Et dans l’orgue, pendant la messe, ce sera le prélude de Parsifal !


Lundi, 28 avril, 7 h. soir.

Elle ne sait pas que je viendrai la voir. Si elle a vu que je pensais à elle, si elle-même, quelque temps, elle a pensé un peu à moi, aujourd’hui sans doute je suis effacé de sa mémoire.

Mettons les choses au mieux : je suppose qu’elle ait été jusqu’à m’aimer : un jour ou deux elle aura été triste, mais mon souvenir se sera troublé lentement en elle, et n’ayant rien pour entretenir le penchant qu’elle a eu pour moi, n’ayant personne à qui l’avouer, n’ayant pas même l’espoir de me revoir bientôt, sa vie ordinaire l’aura reprise, et je suis sans nul doute oublié.
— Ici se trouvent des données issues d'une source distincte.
//! Audit trail emission.
//!
//! Every escalation create, state change and delete is reported to a set
//! of sinks. Sinks are fire-and-forget: each record is dispatched on its
//! own task, a panicking sink is logged and never reaches the reconciler,
//! and reconciliation never waits for a sink to finish.

use std::sync::Arc;

use async_trait::async_trait;
use serde::{Deserialize, Serialize};
use thiserror::Error;
use tracing::error;

use kudo_api::{Escalation, ValueError, ValueWithKind};

use crate::config::AuditConfig;

/// Receiver of escalation lifecycle records.
#[async_trait]
pub trait AuditSink: Send + Sync {
    /// An escalation entered the system.
    async fn record_create(&self, escalation: &Escalation);

    /// An escalation's status changed.
    async fn record_update(&self, old: &Escalation, new: &Escalation);

    /// An escalation left the system.
    async fn record_delete(&self, escalation: &Escalation);
}

/// Fans every record out to all member sinks, each on an isolated task.
#[derive(Default)]
pub struct MultiAsyncSink {
    sinks: Vec<Arc<dyn AuditSink>>,
}

impl std::fmt::Debug for MultiAsyncSink {
    fn fmt(&self, f: &mut std::fmt::Formatter<'_>) -> std::fmt::Result {
        f.debug_struct("MultiAsyncSink")
            .field("sinks", &self.sinks.len())
            .finish()
    }
}

impl MultiAsyncSink {
    /// An empty fan-out.
    pub fn new() -> Self {
        MultiAsyncSink::default()
    }

    /// Add a member sink, builder style.
    pub fn with(mut self, sink: Arc<dyn AuditSink>) -> Self {
        self.sinks.push(sink);
        self
    }

    /// Number of member sinks.
    pub fn len(&self) -> usize {
        self.sinks.len()
    }

    /// Whether there are no member sinks.
    pub fn is_empty(&self) -> bool {
        self.sinks.is_empty()
    }

    fn dispatch<F>(&self, call: F)
    where
        F: Fn(Arc<dyn AuditSink>) -> tokio::task::JoinHandle<()>,
    {
        for sink in &self.sinks {
            let handle = call(Arc::clone(sink));

            // The record task is already detached; this watcher only turns
            // a sink panic into a log line.
            tokio::spawn(async move {
                if let Err(err) = handle.await {
                    if err.is_panic() {
                        error!("recovered panic from audit sink");
                    }
                }
            });
        }
    }
}

#[async_trait]
impl AuditSink for MultiAsyncSink {
    async fn record_create(&self, escalation: &Escalation) {
        let escalation = escalation.clone();
        self.dispatch(move |sink| {
            let escalation = escalation.clone();
            tokio::spawn(async move { sink.record_create(&escalation).await })
        });
    }

    async fn record_update(&self, old: &Escalation, new: &Escalation) {
        let old = old.clone();
        let new = new.clone();
        self.dispatch(move |sink| {
            let old = old.clone();
            let new = new.clone();
            tokio::spawn(async move { sink.record_update(&old, &new).await })
        });
    }

    async fn record_delete(&self, escalation: &Escalation) {
        let escalation = escalation.clone();
        self.dispatch(move |sink| {
            let escalation = escalation.clone();
            tokio::spawn(async move { sink.record_delete(&escalation).await })
        });
    }
}

/// External event-recording surface (the Kubernetes event broadcaster).
pub trait EventRecorder: Send + Sync {
    /// Attach an event of `event_type`/`reason` to the escalation.
    fn event(&self, escalation: &Escalation, event_type: &str, reason: &str, message: &str);
}

/// Audit sink writing Kubernetes events next to the escalation object.
pub struct K8sEventSink {
    recorder: Arc<dyn EventRecorder>,
}

impl K8sEventSink {
    /// Build the sink over an external recorder.
    pub fn new(recorder: Arc<dyn EventRecorder>) -> Self {
        K8sEventSink { recorder }
    }
}

#[async_trait]
impl AuditSink for K8sEventSink {
    async fn record_create(&self, escalation: &Escalation) {
        self.recorder
            .event(escalation, "Normal", "Create", "Escalation has been created");
    }

    async fn record_update(&self, _old: &Escalation, new: &Escalation) {
        self.recorder.event(
            new,
            "Normal",
            "Update",
            &format!(
                "New state {}, reason is: {}",
                new.status.state, new.status.state_details
            ),
        );
    }

    async fn record_delete(&self, escalation: &Escalation) {
        self.recorder.event(
            escalation,
            "Warning",
            "Delete",
            "Escalation has been deleted",
        );
    }
}

/// Sink kind writing Kubernetes events.
pub const K8S_EVENTS_SINK: &str = "K8sEvents";

/// Payload of a `K8sEvents` entry in `audit.sinks[]`.
#[derive(Debug, Clone, Default, PartialEq, Serialize, Deserialize)]
#[serde(default)]
pub struct K8sEventsConfig {
    /// Namespace the events are written to; empty means the default.
    pub namespace: String,
}

/// Failure to assemble sinks from configuration.
#[derive(Debug, Error)]
pub enum AuditBuildError {
    /// The configuration names a sink kind nobody implements.
    #[error("unsupported sink kind {0:?}")]
    UnsupportedSink(String),
    /// A sink payload could not be decoded.
    #[error(transparent)]
    Value(#[from] ValueError),
}

/// Assemble the audit fan-out from the tagged `audit.sinks[]` list.
///
/// `make_recorder` bridges to the external event machinery; it receives the
/// decoded per-sink configuration.
pub fn build_sink_from_config(
    cfg: &AuditConfig,
    make_recorder: impl Fn(&K8sEventsConfig) -> Arc<dyn EventRecorder>,
) -> Result<MultiAsyncSink, AuditBuildError> {
    let mut sinks = MultiAsyncSink::new();

    for sink_cfg in &cfg.sinks {
        match sink_cfg.kind() {
            K8S_EVENTS_SINK => {
                let k8s_cfg: K8sEventsConfig = sink_cfg.decode()?;
                sinks = sinks.with(Arc::new(K8sEventSink::new(make_recorder(&k8s_cfg))));
            }
            other => return Err(AuditBuildError::UnsupportedSink(other.to_string())),
        }
    }

    Ok(sinks)
}

/// The tagged default sink entry: Kubernetes events in the default
/// namespace.
pub fn default_sinks() -> Vec<ValueWithKind> {
    vec![ValueWithKind::must_encode(
        K8S_EVENTS_SINK,
        &K8sEventsConfig::default(),
    )]
}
Que pensera-t-elle quand elle saura que je vais la voir, quand un voyage de six cents lieues lui aura donné l’évidente preuve que je ferais tout pour la revoir un jour ? Sera-t-elle touchée de cette persévérance, et de la trace profonde, ineffaçable que sa voix a gravée au fond de ce que j’ai de plus intime ? Sera-t-elle heureuse d’être seule à connaître cet amour caché pour le monde ?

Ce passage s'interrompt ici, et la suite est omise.